Впрочем, не менее дикие фантазии обуревают взрослых, судя по тому бреду, который исторгает из-под крыла Павла Астахова Ирина Бергсет, обвиняющая норвежские органы опеки в групповом сексуальном насилии над ее сыном, символически наряженным под Путина. Однако норвежские граждане почему-то не линчуют педофилов, а норвежская полиция, не сильно отличающаяся от датской, почему-то не бросает их в тюрьму, а высказывает обоснованное недоверие словам матери.
Несмотря на это, искушение приписать современному буржуазному обществу архаические черты средневекового настолько велико, что побуждает кинематографистов упрощать проблему, избегать тонкостей и жертвовать исторической правдой ради сиюминутного эффекта. Сиюминутного, так как уже во время просмотра возникает внутреннее противодействие, впервые отмеченное Львом Толстым при чтении прозы Леонида Андреева: «Он пугает, а мне не страшно». Более глубокое и продолжительное воздействие оказывают менее громкие ленты вроде «Презумпции вины» Венсана Гаренка (2011), где вскрыт механизм неправосудия, позволяющий посадить супружескую чету по облыжному обвинению в сексуальных домогательствах к детям.
Но самое странное то, что в тысячах английских и русских Интернет-ссылок на «Охоту» невозможно отыскать ни одного упоминания о рассказе Шервуда Андерсона «Руки» из сборника 1919 года, где на половине страницы с совершенной убедительностью описывается то, на что хорошему режиссеру Винтербергу не хватило полутора часов. Этот отрывок стоит цитирования:
«Случилось так, что один слабоумный мальчик влюбился в молодого школьного учителя.

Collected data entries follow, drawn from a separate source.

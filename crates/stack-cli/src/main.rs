//! stackmix CLI
//!
//! Toggles options in a store of layered YAML fragments and applies the
//! merged result to a container engine.

mod cli;
mod commands;
mod context;
mod error;
mod logging;

use clap::Parser;
use colored::Colorize;

use cli::{Cli, Commands};
use commands::{ComposeAction, DirectAction, EnableAction};
use context::AppContext;
use error::Result;

fn main() {
    if let Err(e) = run() {
        eprintln!("{}: {}", "error".red().bold(), e);
        std::process::exit(1);
    }
}

fn run() -> Result<()> {
    let cli = Cli::parse();
    logging::init(cli.verbose)?;
    tracing::debug!(command = ?cli.command, "Starting");

    let ctx = AppContext::load(&cli)?;
    execute_command(ctx, cli.command)
}

fn execute_command(mut ctx: AppContext, cmd: Commands) -> Result<()> {
    match cmd {
        Commands::List { json } => commands::run_list(&ctx, json),
        Commands::Show { option, json } => commands::run_show(&ctx, &option, json),
        Commands::Global { json } => commands::run_global(&ctx, json),
        Commands::Names { option, json } => commands::run_names(&ctx, &option, json),
        Commands::Enable { option } => {
            commands::run_set_enabled(&mut ctx, &option, EnableAction::Enable).map(drop)
        }
        Commands::Disable { option } => {
            commands::run_set_enabled(&mut ctx, &option, EnableAction::Disable).map(drop)
        }
        Commands::Toggle { option } => {
            commands::run_set_enabled(&mut ctx, &option, EnableAction::Toggle).map(drop)
        }
        Commands::Addon { option, addon, off } => {
            commands::run_set_addon(&mut ctx, &option, &addon, !off)
        }
        Commands::Status { json } => commands::run_status(&ctx, json),
        Commands::Up => commands::run_compose(&ctx, ComposeAction::Up),
        Commands::Down => commands::run_compose(&ctx, ComposeAction::Down),
        Commands::Start { option } => commands::run_direct(&ctx, &option, DirectAction::Start),
        Commands::Stop { option } => commands::run_direct(&ctx, &option, DirectAction::Stop),
        Commands::Restart { option } => {
            commands::run_direct(&ctx, &option, DirectAction::Restart)
        }
        Commands::Pull { option } => commands::run_pull(&ctx, &option),
        Commands::Watch { interval } => commands::run_watch(ctx, interval),
    }
}
//! [`TestStore`] builder for fragment store scenarios.

use std::fs;
use std::path::{Path, PathBuf};
use tempfile::TempDir;

/// A temporary fragment store plus a state file location beside it.
///
/// Layout:
///
/// ```text
/// <tmp>/fragments/<category>/<option>/<fragment>.yaml
/// <tmp>/state.yaml
/// ```
///
/// # Example
///
/// ```rust,no_run
/// use stack_test_utils::TestStore;
///
/// let store = TestStore::new()
///     .base("db", "postgres", "services:\n  pg:\n    image: postgres\n")
///     .addon("db", "postgres", "network", "networks:\n  backend: {}\n");
/// store.enable("db", "postgres", &["network"]);
/// store.assert_file_exists("fragments/db/postgres/base.yaml");
/// ```
pub struct TestStore {
    temp_dir: TempDir,
}

impl Default for TestStore {
    fn default() -> Self {
        Self::new()
    }
}

impl TestStore {
    /// Create a store with an empty fragments directory.
    pub fn new() -> Self {
        let temp_dir = TempDir::new().unwrap();
        fs::create_dir_all(temp_dir.path().join("fragments")).unwrap();
        Self { temp_dir }
    }

    /// Root of the temporary directory.
    pub fn root(&self) -> &Path {
        self.temp_dir.path()
    }

    /// The fragment store root.
    pub fn fragments_dir(&self) -> PathBuf {
        self.root().join("fragments")
    }

    /// Where the selection state file lives.
    pub fn state_file(&self) -> PathBuf {
        self.root().join("state.yaml")
    }

    /// Directory of one option.
    pub fn option_dir(&self, category: &str, option: &str) -> PathBuf {
        self.fragments_dir().join(category).join(option)
    }

    /// Write an option's `base.yaml`.
    pub fn base(self, category: &str, option: &str, yaml: &str) -> Self {
        self.fragment(category, option, "base.yaml", yaml)
    }

    /// Write an addon fragment `<addon>.yaml`.
    pub fn addon(self, category: &str, option: &str, addon: &str, yaml: &str) -> Self {
        self.fragment(category, option, &format!("{addon}.yaml"), yaml)
    }

    /// Write an arbitrary file inside an option directory.
    pub fn fragment(self, category: &str, option: &str, file: &str, content: &str) -> Self {
        let dir = self.option_dir(category, option);
        fs::create_dir_all(&dir).unwrap();
        fs::write(dir.join(file), content).unwrap();
        self
    }

    /// Create a directory under the fragment root without any fragments.
    pub fn dir(self, relative: &str) -> Self {
        fs::create_dir_all(self.fragments_dir().join(relative)).unwrap();
        self
    }

    /// Write a state file marking each `(category, option, addons)` enabled.
    ///
    /// Replaces any previous state file.
    pub fn write_state(&self, enabled: &[(&str, &str, &[&str])]) {
        let mut by_category: Vec<(&str, Vec<(&str, &[&str])>)> = Vec::new();
        for &(category, option, addons) in enabled {
            match by_category.iter().position(|(c, _)| *c == category) {
                Some(index) => by_category[index].1.push((option, addons)),
                None => by_category.push((category, vec![(option, addons)])),
            }
        }

        let mut yaml = String::new();
        for (category, options) in by_category {
            yaml.push_str(&format!("{category}:\n"));
            for (option, addons) in options {
                let addons = addons.join(", ");
                yaml.push_str(&format!(
                    "  {option}:\n    enabled: true\n    addons: [{addons}]\n"
                ));
            }
        }
        fs::write(self.state_file(), yaml).unwrap();
    }

    /// Shorthand for a state file with a single enabled option.
    pub fn enable(&self, category: &str, option: &str, addons: &[&str]) {
        self.write_state(&[(category, option, addons)]);
    }

    /// Write a settings file pointing at this store and return its path.
    pub fn write_settings(&self, poll_interval: u64) -> PathBuf {
        let path = self.root().join("config.yaml");
        let yaml = format!(
            "fragments_dir: {}\nstate_file: {}\npoll_interval: {poll_interval}\n",
            self.fragments_dir().display(),
            self.state_file().display()
        );
        fs::write(&path, yaml).unwrap();
        path
    }

    /// Read a file relative to the root.
    ///
    /// # Panics
    /// Panics if the file cannot be read.
    pub fn read(&self, path: &str) -> String {
        let full_path = self.root().join(path);
        fs::read_to_string(&full_path)
            .unwrap_or_else(|_| panic!("Could not read file: {}", full_path.display()))
    }

    /// Assert that `path` (relative to the root) exists.
    ///
    /// # Panics
    /// Panics with a descriptive message if the path does not exist.
    pub fn assert_file_exists(&self, path: &str) {
        let full_path = self.root().join(path);
        assert!(
            full_path.exists(),
            "Expected file to exist: {}",
            full_path.display()
        );
    }

    /// Assert that the file at `path` (relative to the root) contains `content`.
    ///
    /// # Panics
    /// Panics if the file cannot be read or does not contain `content`.
    pub fn assert_file_contains(&self, path: &str, content: &str) {
        let file_content = self.read(path);
        assert!(
            file_content.contains(content),
            "File {} does not contain expected content.\nExpected: {}\nActual: {}",
            path,
            content,
            file_content
        );
    }
}
//! Tracing subscriber setup

use crate::error::{CliError, Result};
use tracing_subscriber::{EnvFilter, fmt, prelude::*};

/// Level used when `RUST_LOG` is unset and `--verbose` is off.
const DEFAULT_FILTER: &str = "warn";

/// Install the global subscriber.
///
/// `RUST_LOG` takes precedence; otherwise the level is `warn`, or `debug`
/// with `verbose`. Events go to stderr so stdout carries only command
/// output.
pub fn init(verbose: bool) -> Result<()> {
    let fallback = if verbose { "debug" } else { DEFAULT_FILTER };
    let filter_layer = EnvFilter::try_from_default_env()
        .or_else(|_| EnvFilter::try_new(fallback))
        .map_err(|e| CliError::Logging {
            message: e.to_string(),
        })?;

    let fmt_layer = fmt::layer()
        .with_writer(std::io::stderr)
        .with_target(verbose)
        .with_level(true)
        .compact();

    tracing_subscriber::registry()
        .with(filter_layer)
        .with(fmt_layer)
        .try_init()
        .map_err(|e| CliError::Logging {
            message: e.to_string(),
        })?;

    tracing::debug!("Logging initialized");
    Ok(())
}

#[cfg(test)]
mod tests {
    use super::*;

    #[test]
    fn second_init_is_an_error_not_a_panic() {
        // Whichever call comes first in this process wins
        let _ = init(false);
        assert!(matches!(init(false), Err(CliError::Logging { .. })));
    }
}
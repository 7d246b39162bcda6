//! Option liveness
//!
//! Maps an option's declared resource names onto observed engine state.
//! An option is live when any one of its containers, networks or volumes
//! is present. Partially applied options therefore count as live.

use crate::catalog::OptionDef;
use crate::names::{ResourceKind, ResourceNames};
use crate::resolver::Resolver;

/// Point lookups against observed engine state.
pub trait ResourcePresence {
    fn is_present(&self, kind: ResourceKind, name: &str) -> bool;
}

impl<T: ResourcePresence + ?Sized> ResourcePresence for &T {
    fn is_present(&self, kind: ResourceKind, name: &str) -> bool {
        (**self).is_present(kind, name)
    }
}

/// Answers "is this option running?" for a resolver and a presence source.
#[derive(Clone, Copy)]
pub struct Reconciler<'a> {
    resolver: Resolver<'a>,
    presence: &'a dyn ResourcePresence,
}

impl<'a> Reconciler<'a> {
    pub fn new(resolver: Resolver<'a>, presence: &'a dyn ResourcePresence) -> Self {
        Self { resolver, presence }
    }

    /// True when any resource the resolved option declares is present.
    ///
    /// An option that fails to resolve is reported as not live.
    pub fn is_option_live(&self, option: &OptionDef) -> bool {
        match self.resolver.resolve(option) {
            Ok(document) => self.any_present(&ResourceNames::of(&document)),
            Err(e) => {
                tracing::debug!(
                    category = %option.category,
                    option = %option.name,
                    error = %e,
                    "Unresolvable option reported as not live"
                );
                false
            }
        }
    }

    /// True when any of `names` is present.
    pub fn any_present(&self, names: &ResourceNames) -> bool {
        names
            .iter()
            .any(|(kind, name)| self.presence.is_present(kind, name))
    }

    /// Liveness of every catalog option, in catalog order.
    pub fn liveness(&self) -> Vec<(&'a OptionDef, bool)> {
        self.resolver
            .catalog()
            .options()
            .map(|option| (option, self.is_option_live(option)))
            .collect()
    }
}
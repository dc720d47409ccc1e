use serde::{Deserialize, Serialize};

pub const DEFAULT_EXPLANATION_ICON: &str = "activity";

/// Contents of a dashboard explanation panel.
///
/// Too large to embed in a history entry, so it travels through the session
/// store instead.
#[derive(Debug, Clone, PartialEq, Serialize, Deserialize)]
#[serde(rename_all = "camelCase")]
pub struct ExplanationPayload {
    pub title: String,
    #[serde(default, skip_serializing_if = "Option::is_none")]
    pub icon: Option<String>,
    #[serde(default)]
    pub values: Vec<ExplanationValue>,
    #[serde(default)]
    pub narrative: String,
}

#[derive(Debug, Clone, PartialEq, Serialize, Deserialize)]
#[serde(rename_all = "camelCase")]
pub struct ExplanationValue {
    pub label: String,
    pub value: f64,
    #[serde(default, skip_serializing_if = "Option::is_none")]
    pub unit: Option<String>,
}

impl ExplanationPayload {
    /// Icon identifier to render, restored from its serialized name.
    pub fn icon_name(&self) -> &str {
        self.icon
            .as_deref()
            .map(str::trim)
            .filter(|icon| !icon.is_empty())
            .unwrap_or(DEFAULT_EXPLANATION_ICON)
    }
}
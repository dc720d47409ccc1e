#![allow(clippy::print_stderr, clippy::exit)]

fn main() {
    if let Err(error) = planetary_brief_cli::run() {
        eprintln!("error: {error:#}");
        std::process::exit(1);
    }
}
impl Navigator {
    /// Cold start: resolves the initial URL, rewrites non-canonical forms in
    /// place and makes sure the current slot carries an entry, so the first
    /// Back press has a target inside the app.
    pub fn start<E>(env: &mut E, config: RouterConfig) -> Self
    where
        E: NavigationEnvironment + ?Sized,
    {
        env.disable_native_scroll_restoration();
        let mut navigator = Self {
            view: ViewState::Home,
            index: ArticleIndex::pending(),
            pending_article: None,
            pending_effect: None,
            search_query: String::new(),
            config,
        };
        let location = env.location();
        let resolution = resolve_view_from_location(&location, &navigator.index, &*env);
        navigator.apply_resolution(env, resolution, &location, Trigger::ColdStart);
        navigator
    }

    pub fn view(&self) -> &ViewState {
        &self.view
    }

    pub fn article_index(&self) -> &ArticleIndex {
        &self.index
    }

    /// Deep-linked article identifier still waiting for the index.
    pub fn pending_article(&self) -> Option<&str> {
        self.pending_article.as_deref()
    }

    pub fn pending_effect(&self) -> Option<&PostRenderEffect> {
        self.pending_effect.as_ref()
    }

    pub fn search_query(&self) -> &str {
        &self.search_query
    }

    pub fn config(&self) -> &RouterConfig {
        &self.config
    }

    /// The full article record behind the current Article view.
    pub fn current_article(&self) -> Option<&Article> {
        match &self.view {
            ViewState::Article { article } => self.index.get(article),
            _ => None,
        }
    }

    pub fn navigate<E>(&mut self, env: &mut E, request: NavigationRequest) -> NavigationOutcome
    where
        E: NavigationEnvironment + ?Sized,
    {
        if let NavigationRequest::Article(identifier) = &request {
            let identifier = identifier.trim();
            if !self.index.is_loaded() && !identifier.is_empty() {
                return self.defer_article(env, identifier);
            }
        }

        let target = self.target_view(&request);
        self.pending_article = None;
        if target == self.view && env.location().href() == target.canonical_path() {
            debug!(view = target.tag().as_str(), "navigation restates current view");
            return NavigationOutcome::Unchanged;
        }
        self.push_view(env, target, PostRenderEffect::ScrollToTop);
        NavigationOutcome::Pushed
    }

    /// Article request made before the index arrived: the entry and URL name
    /// the article now and `articles_loaded` settles the view.
    fn defer_article<E>(&mut self, env: &mut E, identifier: &str) -> NavigationOutcome
    where
        E: NavigationEnvironment + ?Sized,
    {
        let url = pending_article_path(identifier);
        if self.pending_article.as_deref() == Some(identifier) && env.location().href() == url {
            return NavigationOutcome::Unchanged;
        }
        if self.view == ViewState::Dashboard {
            self.remember_dashboard_scroll(env);
        }
        env.push_history(&HistoryEntry::for_pending_article(identifier), &url);
        debug!(identifier, "article requested before index load; deferring");
        self.view = ViewState::Home;
        self.pending_article = Some(identifier.to_string());
        self.pending_effect = Some(PostRenderEffect::ScrollToTop);
        NavigationOutcome::Pushed
    }

    /// Opens the explanation overlay on top of the dashboard.
    pub fn open_explanation<E>(
        &mut self,
        env: &mut E,
        payload: ExplanationPayload,
    ) -> NavigationOutcome
    where
        E: NavigationEnvironment + ?Sized,
    {
        if self.view != ViewState::Dashboard {
            warn!(
                view = self.view.tag().as_str(),
                "explanation panels open only from the dashboard"
            );
            return NavigationOutcome::Ignored;
        }
        env.replace_history(&HistoryEntry::for_view(&ViewState::Dashboard), DASHBOARD_PATH);
        self.remember_dashboard_scroll(env);
        if let Err(error) = save_explanation(env, &payload) {
            warn!(%error, "explanation payload not persisted; back navigation will not restore it");
        }
        let view = ViewState::Explanation { payload };
        env.push_history(&HistoryEntry::for_view(&view), &view.canonical_path());
        self.view = view;
        self.pending_effect = Some(PostRenderEffect::ScrollToTop);
        NavigationOutcome::Pushed
    }

    /// Dismisses the overlay in place and returns to the saved dashboard
    /// scroll position.
    pub fn close_explanation<E>(&mut self, env: &mut E) -> NavigationOutcome
    where
        E: NavigationEnvironment + ?Sized,
    {
        if !matches!(self.view, ViewState::Explanation { .. }) {
            return NavigationOutcome::Ignored;
        }
        env.replace_history(&HistoryEntry::for_view(&ViewState::Dashboard), DASHBOARD_PATH);
        self.view = ViewState::Dashboard;
        self.pending_effect = Some(arrival_effect(&self.view, env));
        NavigationOutcome::Replaced
    }

    /// Back/Forward. `entry` is the decoded `history.state`; `None` when the
    /// browser supplied nothing usable.
    pub fn handle_popstate<E>(&mut self, env: &mut E, entry: Option<HistoryEntry>)
    where
        E: NavigationEnvironment + ?Sized,
    {
        let previous_pending = self.pending_article.take();
        let without_payload = entry.is_none();
        let restored = entry.map(|entry| entry.restore(&self.index, &*env));
        match restored {
            Some(EntryRestore::View(view)) => {
                debug!(view = view.tag().as_str(), "restored view from history entry");
                self.view = view;
            }
            Some(EntryRestore::PendingArticle(identifier)) => {
                self.view = ViewState::Home;
                self.pending_article = Some(identifier);
            }
            Some(EntryRestore::Unresolved) | None => {
                let location = env.location();
                let resolution = resolve_view_from_location(&location, &self.index, &*env);
                // A payload-less popstate into the same view is an in-page
                // fragment jump; the browser already scrolled to it.
                if without_payload
                    && resolution.view == self.view
                    && resolution.pending_article == previous_pending
                {
                    debug!(hash = %location.hash, "fragment change within current view");
                    self.pending_article = previous_pending;
                    self.pending_effect = None;
                    return;
                }
                debug!(url = %location.href(), "history entry unusable; resolving from url");
                self.apply_resolution(env, resolution, &location, Trigger::Popstate);
            }
        }
        self.pending_effect = Some(arrival_effect(&self.view, env));
    }

    /// Wholesale index refresh, then completion of any deferred deep link.
    pub fn articles_loaded<E>(&mut self, env: &mut E, articles: Vec<Article>)
    where
        E: NavigationEnvironment + ?Sized,
    {
        self.index.replace(articles);
        if self.index.is_empty() {
            warn!("article index arrived empty; listings and deep links have nothing to show");
        } else {
            debug!(count = self.index.len(), "article index replaced");
        }

        let Some(identifier) = self.pending_article.take() else {
            return;
        };
        match self.index.resolve(&identifier) {
            Some(article) => {
                let view = ViewState::Article { article };
                info!(identifier = %identifier, url = %view.canonical_path(), "resolved deferred article deep link");
                env.replace_history(&HistoryEntry::for_view(&view), &view.canonical_path());
                self.view = view;
                self.pending_effect = Some(PostRenderEffect::ScrollToTop);
            }
            None => {
                info!(identifier = %identifier, "deep-linked article not in index; staying on home");
                let url = env.location().href();
                env.replace_history(&HistoryEntry::for_view(&ViewState::Home), &url);
            }
        }
    }

    /// The article fetch failed. Whatever index is held keeps serving, and a
    /// pending deep link stays pending for a later successful load.
    pub fn articles_failed(&mut self, reason: &str) {
        warn!(
            reason,
            held = self.index.len(),
            pending = self.pending_article.as_deref().unwrap_or_default(),
            "article index fetch failed"
        );
    }

    pub fn search<E>(&mut self, env: &mut E, query: &str) -> SearchOutcome
    where
        E: NavigationEnvironment + ?Sized,
    {
        let query = query.trim();
        self.search_query = query.to_string();
        if query.is_empty() {
            return SearchOutcome::Idle;
        }

        let anchor = self.config.listing_anchor_id.clone();
        if self.view != ViewState::Home {
            self.pending_article = None;
            self.push_view(env, ViewState::Home, PostRenderEffect::ScrollToElement(anchor));
            return SearchOutcome::SwitchedHome;
        }

        match env.element_in_viewport(&anchor) {
            Some(false) => {
                env.smooth_scroll_to_element(&anchor);
                SearchOutcome::ScrolledToResults
            }
            Some(true) | None => SearchOutcome::AlreadyVisible,
        }
    }

    /// Runs the effect left by the latest transition. Call once per render.
    pub fn after_render<E>(&mut self, env: &mut E)
    where
        E: NavigationEnvironment + ?Sized,
    {
        let Some(effect) = self.pending_effect.take() else {
            return;
        };
        match effect {
            PostRenderEffect::ScrollToTop => env.scroll_to(0),
            PostRenderEffect::RestoreScroll(offset) => env.scroll_to(offset),
            PostRenderEffect::ScrollToElement(element_id) => {
                if !env.smooth_scroll_to_element(&element_id) {
                    debug!(element_id = %element_id, "scroll target missing after render");
                }
            }
        }
    }

    fn target_view(&self, request: &NavigationRequest) -> ViewState {
        match request {
            NavigationRequest::Home => ViewState::Home,
            NavigationRequest::Dashboard => ViewState::Dashboard,
            NavigationRequest::About => ViewState::About,
            NavigationRequest::Admin => ViewState::Admin,
            NavigationRequest::Privacy => ViewState::Privacy,
            NavigationRequest::Terms => ViewState::Terms,
            NavigationRequest::Archives => ViewState::Archives,
            NavigationRequest::Category(label) => {
                if is_home_category(label) {
                    return ViewState::Home;
                }
                match canonical_category(label) {
                    Some(label) => ViewState::Category {
                        label: label.to_string(),
                    },
                    None => {
                        warn!(category = %label, "unknown category; showing home");
                        ViewState::Home
                    }
                }
            }
            NavigationRequest::Article(identifier) => match self.index.resolve(identifier) {
                Some(article) => ViewState::Article { article },
                None => {
                    warn!(identifier = %identifier, "article not in index; showing home");
                    ViewState::Home
                }
            },
            NavigationRequest::Tag(raw) => {
                let tag_slug = slugify(raw);
                if tag_slug.is_empty() {
                    ViewState::Home
                } else {
                    ViewState::TagArchive { tag_slug }
                }
            }
        }
    }

    fn push_view<E>(&mut self, env: &mut E, target: ViewState, effect: PostRenderEffect)
    where
        E: NavigationEnvironment + ?Sized,
    {
        if self.view == ViewState::Dashboard {
            self.remember_dashboard_scroll(env);
        }
        env.push_history(&HistoryEntry::for_view(&target), &target.canonical_path());
        debug!(
            from = self.view.tag().as_str(),
            to = target.tag().as_str(),
            "pushed view"
        );
        self.view = target;
        self.pending_effect = Some(effect);
    }

    fn remember_dashboard_scroll<E>(&self, env: &mut E)
    where
        E: NavigationEnvironment + ?Sized,
    {
        let checkpoint = ScrollCheckpoint {
            offset: env.scroll_offset(),
        };
        if let Err(error) = save_dashboard_checkpoint(env, checkpoint) {
            warn!(%error, "dashboard scroll checkpoint not saved");
        }
    }

    fn apply_resolution<E>(
        &mut self,
        env: &mut E,
        resolution: Resolution,
        location: &Location,
        trigger: Trigger,
    ) where
        E: NavigationEnvironment + ?Sized,
    {
        let entry = resolution.history_entry();
        match resolution.canonical_url.as_deref() {
            Some(url) => {
                debug!(from = %location.href(), to = url, ?trigger, "rewriting to canonical url");
                env.replace_history(&entry, url);
            }
            None if env.history_entry().as_ref() != Some(&entry) => {
                env.replace_history(&entry, &location.href());
            }
            None => {}
        }
        self.view = resolution.view;
        self.pending_article = resolution.pending_article;
    }
}
#[test]
fn missing_popstate_payload_is_resolved_from_url() {
    let mut env = MemoryEnvironment::new("/privacy");
    let mut navigator = start_loaded(&mut env);
    env.clear_current_entry();
    navigator.navigate(&mut env, NavigationRequest::Terms);

    back(&mut env, &mut navigator);
    assert_eq!(navigator.view(), &ViewState::Privacy);
    assert_eq!(
        env.history_entry(),
        Some(HistoryEntry::for_view(&ViewState::Privacy))
    );

    let garbage = HistoryEntry::from_json(&serde_json::json!({ "view": 17 }));
    navigator.handle_popstate(&mut env, garbage);
    assert_eq!(navigator.view(), &ViewState::Privacy);
}

#[test]
fn unavailable_session_storage_never_blocks_navigation() {
    let mut env = MemoryEnvironment::new("/dashboard").without_session_storage();
    let mut navigator = start_loaded(&mut env);
    env.set_scroll_offset(500);

    assert_eq!(
        navigator.open_explanation(&mut env, ocean_heat()),
        NavigationOutcome::Pushed
    );
    assert_eq!(navigator.view().tag(), ViewTag::Explanation);

    back(&mut env, &mut navigator);
    assert_eq!(navigator.view(), &ViewState::Dashboard);
    assert_eq!(navigator.pending_effect(), Some(&PostRenderEffect::ScrollToTop));
    navigator.after_render(&mut env);
    assert_eq!(env.scroll_offset(), 0);

    forward(&mut env, &mut navigator);
    assert_eq!(navigator.view(), &ViewState::Dashboard);
    assert_eq!(env.current_url(), "/dashboard");
}

#[test]
fn listing_is_newest_first_and_filtered() {
    let mut env = MemoryEnvironment::new("/");
    let navigator = start_loaded(&mut env);
    let index = navigator.article_index();

    let ids = |filter: ListingFilter| -> Vec<String> {
        index
            .listing(&filter)
            .into_iter()
            .map(|article| article.id.clone())
            .collect()
    };

    assert_eq!(ids(ListingFilter::default()), ["7", "42", "9"]);
    assert_eq!(
        ids(ListingFilter {
            category: Some("Biodiversity & Oceans".to_string()),
            ..ListingFilter::default()
        }),
        ["7", "9"]
    );
    assert_eq!(
        ids(ListingFilter {
            tag: Some("sea-ice".to_string()),
            ..ListingFilter::default()
        }),
        ["42"]
    );
    assert_eq!(
        ids(ListingFilter {
            query: Some("CORAL".to_string()),
            ..ListingFilter::default()
        }),
        ["7", "9"]
    );
}

#[test]
fn category_slugs_round_trip() {
    assert_eq!(
        slug_to_category("policy-and-economics"),
        Some("Policy, Governance & Finance")
    );
    assert_eq!(
        category_to_slug("Climate & Energy Systems"),
        "climate-and-energy-systems"
    );
    for label in CATEGORY_LABELS {
        assert_eq!(slug_to_category(&category_to_slug(label)), Some(label));
    }
}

По ночам в постели он предавался отвратительным фантазиям, а наутро выдавал свой бред за действительность. Слова, срывавшиеся с его отвислых губ, складывались в дикие, гнусные обвинения. Городок был в ужасе. Скрытые, смутные сомнения относительно учителя, уже возникавшие у некоторых родителей, мигом перешли в уверенность. Трагедия разразилась незамедлительно. Дрожащих подростков ночью вытаскивали из постелей и подвергали допросу. - Да, он клал мне руки на плечи, - говорил один. - Он часто гладил мои волосы, - говорил другой. Один из родителей, трактирщик Генри Вредфорд, явился в школу. Вызвав Майерса во двор, он стал его избивать. Он бил перепуганного учителя тяжелыми кулаками прямо по лицу и при этом приходил все в большую и большую ярость.
В ту же ночь Адольфа Майерса выгнали на города. К домику, в котором он жил один, подошла группа мужчин с фонарями. Они скомандовали, чтобы он оделся и вышел к ним. Шел дождь. У одного из пришедших была в руках веревка. Они хотели повесить учителя, но что-то в его маленькой, жалкой белой фигурке тронуло их сердца, и они отпустили его. Но почти сразу раскаялись в своей слабости и бросились за ним, ругаясь и швыряя в него палки и комья грязи. Однако белая фигурка бежала все быстрее, пока не скрылась во мраке».